//! Shared test doubles for the judge integration tests.

#![allow(dead_code)]

use std::collections::{HashMap, VecDeque};
use std::sync::atomic::{AtomicUsize, Ordering};
use std::sync::{Arc, Mutex};
use std::time::Duration;

use async_trait::async_trait;
use codepad_core::job::JobStatus;
use codepad_core::language::{Flavor, Language};
use codepad_core::types::LanguageId;
use codepad_events::{ExecutionEvent, ExecutionObserver};
use codepad_judge::api::{
    ExecutionApi, JudgeApiError, SubmissionBody, SubmissionDetails, SubmissionReceipt,
};
use codepad_judge::poller::Scheduler;

// ---------------------------------------------------------------------------
// Scripted execution service
// ---------------------------------------------------------------------------

/// One scripted answer to a status request.
#[derive(Clone)]
pub enum PollReply {
    Details(SubmissionDetails),
    Error { status: u16, body: String },
}

/// A status reply with the given id and optional encoded stdout.
pub fn status(id: u32, description: &str, stdout: Option<&str>) -> PollReply {
    PollReply::Details(SubmissionDetails {
        status: JobStatus::new(id, description),
        stdout: stdout.map(str::to_string),
        compile_output: None,
        time: if id > 2 { Some("0.012".into()) } else { None },
        memory: if id > 2 { Some(3264) } else { None },
    })
}

/// In-memory [`ExecutionApi`] that answers from a script and records calls.
///
/// Status replies are consumed in order; the last one repeats forever.
#[derive(Default)]
pub struct MockApi {
    token: String,
    region: Option<String>,
    submit_error: Option<(u16, String)>,
    polls: Mutex<VecDeque<PollReply>>,
    bundle: Option<String>,
    bundle_error: Mutex<Option<(u16, String)>>,
    languages: HashMap<Flavor, Vec<Language>>,
    language_errors: Vec<Flavor>,

    pub submit_calls: AtomicUsize,
    pub poll_calls: AtomicUsize,
    pub bundle_fetches: AtomicUsize,
    pub language_lookups: AtomicUsize,
    pub bodies: Mutex<Vec<SubmissionBody>>,
    pub poll_regions: Mutex<Vec<Option<String>>>,
    pub poll_tokens: Mutex<Vec<String>>,
}

impl MockApi {
    pub fn new() -> Self {
        Self {
            token: "abc".into(),
            ..Default::default()
        }
    }

    pub fn with_receipt(mut self, token: &str, region: Option<&str>) -> Self {
        self.token = token.into();
        self.region = region.map(str::to_string);
        self
    }

    pub fn with_polls(self, replies: Vec<PollReply>) -> Self {
        *self.polls.lock().unwrap() = replies.into();
        self
    }

    pub fn with_submit_error(mut self, status: u16, body: &str) -> Self {
        self.submit_error = Some((status, body.into()));
        self
    }

    pub fn with_bundle(mut self, payload: &str) -> Self {
        self.bundle = Some(payload.into());
        self
    }

    /// The next bundle download fails once with the given status.
    pub fn with_bundle_error(self, status: u16, body: &str) -> Self {
        *self.bundle_error.lock().unwrap() = Some((status, body.into()));
        self
    }

    pub fn with_languages(mut self, flavor: Flavor, languages: &[(LanguageId, &str)]) -> Self {
        self.languages.insert(
            flavor,
            languages
                .iter()
                .map(|(id, name)| Language {
                    id: *id,
                    name: name.to_string(),
                    source_file: None,
                })
                .collect(),
        );
        self
    }

    pub fn with_language_error(mut self, flavor: Flavor) -> Self {
        self.language_errors.push(flavor);
        self
    }

    pub fn submits(&self) -> usize {
        self.submit_calls.load(Ordering::SeqCst)
    }

    pub fn polls(&self) -> usize {
        self.poll_calls.load(Ordering::SeqCst)
    }

    pub fn fetches(&self) -> usize {
        self.bundle_fetches.load(Ordering::SeqCst)
    }
}

#[async_trait]
impl ExecutionApi for MockApi {
    async fn create_submission(
        &self,
        _flavor: Flavor,
        body: &SubmissionBody,
    ) -> Result<SubmissionReceipt, JudgeApiError> {
        self.submit_calls.fetch_add(1, Ordering::SeqCst);
        self.bodies.lock().unwrap().push(body.clone());

        if let Some((status, body)) = &self.submit_error {
            return Err(JudgeApiError::ApiError {
                status: *status,
                body: body.clone(),
            });
        }
        Ok(SubmissionReceipt {
            token: self.token.clone(),
            region: self.region.clone(),
        })
    }

    async fn get_submission(
        &self,
        _flavor: Flavor,
        token: &str,
        region: Option<&str>,
    ) -> Result<SubmissionDetails, JudgeApiError> {
        self.poll_calls.fetch_add(1, Ordering::SeqCst);
        self.poll_regions
            .lock()
            .unwrap()
            .push(region.map(str::to_string));
        self.poll_tokens.lock().unwrap().push(token.to_string());

        let reply = {
            let mut polls = self.polls.lock().unwrap();
            if polls.len() > 1 {
                polls.pop_front()
            } else {
                polls.front().cloned()
            }
        };

        match reply.expect("no status replies scripted") {
            PollReply::Details(details) => Ok(details),
            PollReply::Error { status, body } => Err(JudgeApiError::ApiError { status, body }),
        }
    }

    async fn list_languages(&self, flavor: Flavor) -> Result<Vec<Language>, JudgeApiError> {
        if self.language_errors.contains(&flavor) {
            return Err(JudgeApiError::ApiError {
                status: 503,
                body: "unavailable".into(),
            });
        }
        Ok(self.languages.get(&flavor).cloned().unwrap_or_default())
    }

    async fn get_language(
        &self,
        flavor: Flavor,
        language_id: LanguageId,
    ) -> Result<Language, JudgeApiError> {
        self.language_lookups.fetch_add(1, Ordering::SeqCst);
        self.languages
            .get(&flavor)
            .and_then(|all| all.iter().find(|l| l.id == language_id))
            .cloned()
            .map(|mut l| {
                l.source_file = Some(format!("main.{language_id}"));
                l
            })
            .ok_or(JudgeApiError::ApiError {
                status: 404,
                body: "not found".into(),
            })
    }

    async fn fetch_bundled_files(&self) -> Result<String, JudgeApiError> {
        self.bundle_fetches.fetch_add(1, Ordering::SeqCst);
        if let Some((status, body)) = self.bundle_error.lock().unwrap().take() {
            return Err(JudgeApiError::ApiError { status, body });
        }
        Ok(self.bundle.clone().unwrap_or_default())
    }
}

// ---------------------------------------------------------------------------
// Scheduler and observer doubles
// ---------------------------------------------------------------------------

/// Scheduler that returns immediately and records every requested delay.
#[derive(Default)]
pub struct RecordingScheduler {
    pub delays: Mutex<Vec<Duration>>,
}

#[async_trait]
impl Scheduler for RecordingScheduler {
    async fn sleep(&self, delay: Duration) {
        self.delays.lock().unwrap().push(delay);
    }
}

/// Observer closure collecting every event, plus the shared log.
pub fn recorder() -> (Arc<Mutex<Vec<ExecutionEvent>>>, Arc<dyn ExecutionObserver>) {
    let events = Arc::new(Mutex::new(Vec::new()));
    let sink = Arc::clone(&events);
    let observer: Arc<dyn ExecutionObserver> = Arc::new(move |event: &ExecutionEvent| {
        sink.lock().unwrap().push(event.clone());
    });
    (events, observer)
}

/// Names of the recorded events, in order.
pub fn names(events: &Mutex<Vec<ExecutionEvent>>) -> Vec<&'static str> {
    events.lock().unwrap().iter().map(|e| e.name()).collect()
}
//! Execution notifications for embedding hosts.
//!
//! The judge client never talks to its host directly. Instead it emits
//! [`ExecutionEvent`]s to any number of [`ExecutionObserver`]s:
//!
//! - [`EventBus`]: in-process fan-out backed by `tokio::sync::broadcast`.
//! - [`TracingObserver`]: logs every event.
//! - any `Fn(&ExecutionEvent)` closure.

pub mod bus;
pub mod observer;

pub use bus::{EventBus, ExecutionEvent};
pub use observer::{ExecutionObserver, ObserverSet, TracingObserver};
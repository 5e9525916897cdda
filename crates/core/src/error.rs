#[derive(Debug, thiserror::Error)]
pub enum CoreError {
    #[error("Validation failed: {0}")]
    Validation(String),

    #[error("Unknown language: {flavor} language {id}")]
    UnknownLanguage {
        flavor: crate::language::Flavor,
        id: crate::types::LanguageId,
    },
}
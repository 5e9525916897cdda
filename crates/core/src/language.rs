//! Languages, service flavors, and the file-extension lookup table.
//!
//! The execution service is deployed as two instances ("flavors"): the
//! standard compiler set and an extra set (e.g. Python for ML, C#).
//! A language is identified by the pair `(flavor, id)`.

use std::fmt;
use std::path::Path;

use serde::{Deserialize, Serialize};

use crate::types::LanguageId;

/* --------------------------------------------------------------------------
   Well-known language IDs
   -------------------------------------------------------------------------- */

/// Plain Text, the fallback for unknown file extensions.
pub const PLAIN_TEXT_LANGUAGE_ID: LanguageId = 43;

/// Executable. Source is already a binary-safe blob and is sent as-is.
pub const PASS_THROUGH_LANGUAGE_ID: LanguageId = 44;

/// Python 3.8.1, selected when nothing else is requested.
pub const DEFAULT_LANGUAGE_ID: LanguageId = 71;

/// SQL (SQLite). Needs the bundled sample database attached.
pub const BUNDLED_DEPENDENCY_LANGUAGE_ID: LanguageId = 82;

/// Multi-file program. Not selectable from a single source file.
pub const MULTI_FILE_PROGRAM_LANGUAGE_ID: LanguageId = 89;

/* --------------------------------------------------------------------------
   Flavor
   -------------------------------------------------------------------------- */

/// Which execution-service instance handles a language.
#[derive(Debug, Clone, Copy, PartialEq, Eq, Hash, Default, Serialize, Deserialize)]
#[serde(rename_all = "SCREAMING_SNAKE_CASE")]
pub enum Flavor {
    /// Standard compilers and interpreters.
    #[default]
    Ce,
    /// Extra compilers (ML-ready Python, .NET, ...).
    ExtraCe,
}

impl Flavor {
    /// Both flavors, in catalog merge order.
    pub const ALL: [Flavor; 2] = [Flavor::Ce, Flavor::ExtraCe];

    pub fn as_str(self) -> &'static str {
        match self {
            Flavor::Ce => "CE",
            Flavor::ExtraCe => "EXTRA_CE",
        }
    }
}

impl fmt::Display for Flavor {
    fn fmt(&self, f: &mut fmt::Formatter<'_>) -> fmt::Result {
        f.write_str(self.as_str())
    }
}

/* --------------------------------------------------------------------------
   Language
   -------------------------------------------------------------------------- */

/// A language as described by the service's `/languages` endpoints.
///
/// The list endpoint only returns `id` and `name`; the detail endpoint
/// also returns the conventional `source_file` name.
#[derive(Debug, Clone, PartialEq, Eq, Serialize, Deserialize)]
pub struct Language {
    pub id: LanguageId,
    pub name: String,
    #[serde(default)]
    pub source_file: Option<String>,
}

/// A selectable language: a catalog entry bound to its flavor.
#[derive(Debug, Clone, PartialEq, Eq, Serialize)]
pub struct LanguageOption {
    pub flavor: Flavor,
    pub id: LanguageId,
    pub name: String,
}

/// A `(flavor, id)` pair without the catalog metadata.
#[derive(Debug, Clone, Copy, PartialEq, Eq, Hash, Serialize, Deserialize)]
pub struct LanguageRef {
    pub flavor: Flavor,
    pub language_id: LanguageId,
}

impl LanguageRef {
    pub const fn new(flavor: Flavor, language_id: LanguageId) -> Self {
        Self {
            flavor,
            language_id,
        }
    }
}

/* --------------------------------------------------------------------------
   Extension table
   -------------------------------------------------------------------------- */

const EXTENSIONS: &[(&str, LanguageRef)] = &[
    ("asm", LanguageRef::new(Flavor::Ce, 45)),
    ("c", LanguageRef::new(Flavor::Ce, 103)),
    ("cpp", LanguageRef::new(Flavor::Ce, 105)),
    ("cs", LanguageRef::new(Flavor::ExtraCe, 29)),
    ("go", LanguageRef::new(Flavor::Ce, 95)),
    ("java", LanguageRef::new(Flavor::Ce, 91)),
    ("js", LanguageRef::new(Flavor::Ce, 102)),
    ("lua", LanguageRef::new(Flavor::Ce, 64)),
    ("pas", LanguageRef::new(Flavor::Ce, 67)),
    ("php", LanguageRef::new(Flavor::Ce, 98)),
    ("py", LanguageRef::new(Flavor::ExtraCe, 25)),
    ("r", LanguageRef::new(Flavor::Ce, 99)),
    ("rb", LanguageRef::new(Flavor::Ce, 72)),
    ("rs", LanguageRef::new(Flavor::Ce, 73)),
    ("scala", LanguageRef::new(Flavor::Ce, 81)),
    ("sh", LanguageRef::new(Flavor::Ce, 46)),
    ("sql", LanguageRef::new(Flavor::Ce, BUNDLED_DEPENDENCY_LANGUAGE_ID)),
    ("swift", LanguageRef::new(Flavor::Ce, 83)),
    ("ts", LanguageRef::new(Flavor::Ce, 101)),
    ("txt", LanguageRef::new(Flavor::Ce, PLAIN_TEXT_LANGUAGE_ID)),
];

/// Look up the language for a file extension (without the dot).
///
/// Unknown extensions fall back to Plain Text on the standard flavor.
pub fn language_for_extension(extension: &str) -> LanguageRef {
    let extension = extension.to_ascii_lowercase();
    EXTENSIONS
        .iter()
        .find(|(ext, _)| *ext == extension)
        .map(|(_, lang)| *lang)
        .unwrap_or(LanguageRef::new(Flavor::Ce, PLAIN_TEXT_LANGUAGE_ID))
}

/// Look up the language for a source file path by its extension.
pub fn language_for_path(path: &Path) -> LanguageRef {
    let extension = path
        .extension()
        .and_then(|ext| ext.to_str())
        .unwrap_or_default();
    language_for_extension(extension)
}

// ---------------------------------------------------------------------------
// Tests
// ---------------------------------------------------------------------------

★ ★ ★ ★

## [Task objective]
Using the listing above, pull out all lines that hold the word "doubles".

## [Finished task]
//! Shared test doubles for the judge integration tests.
// Scheduler and observer doubles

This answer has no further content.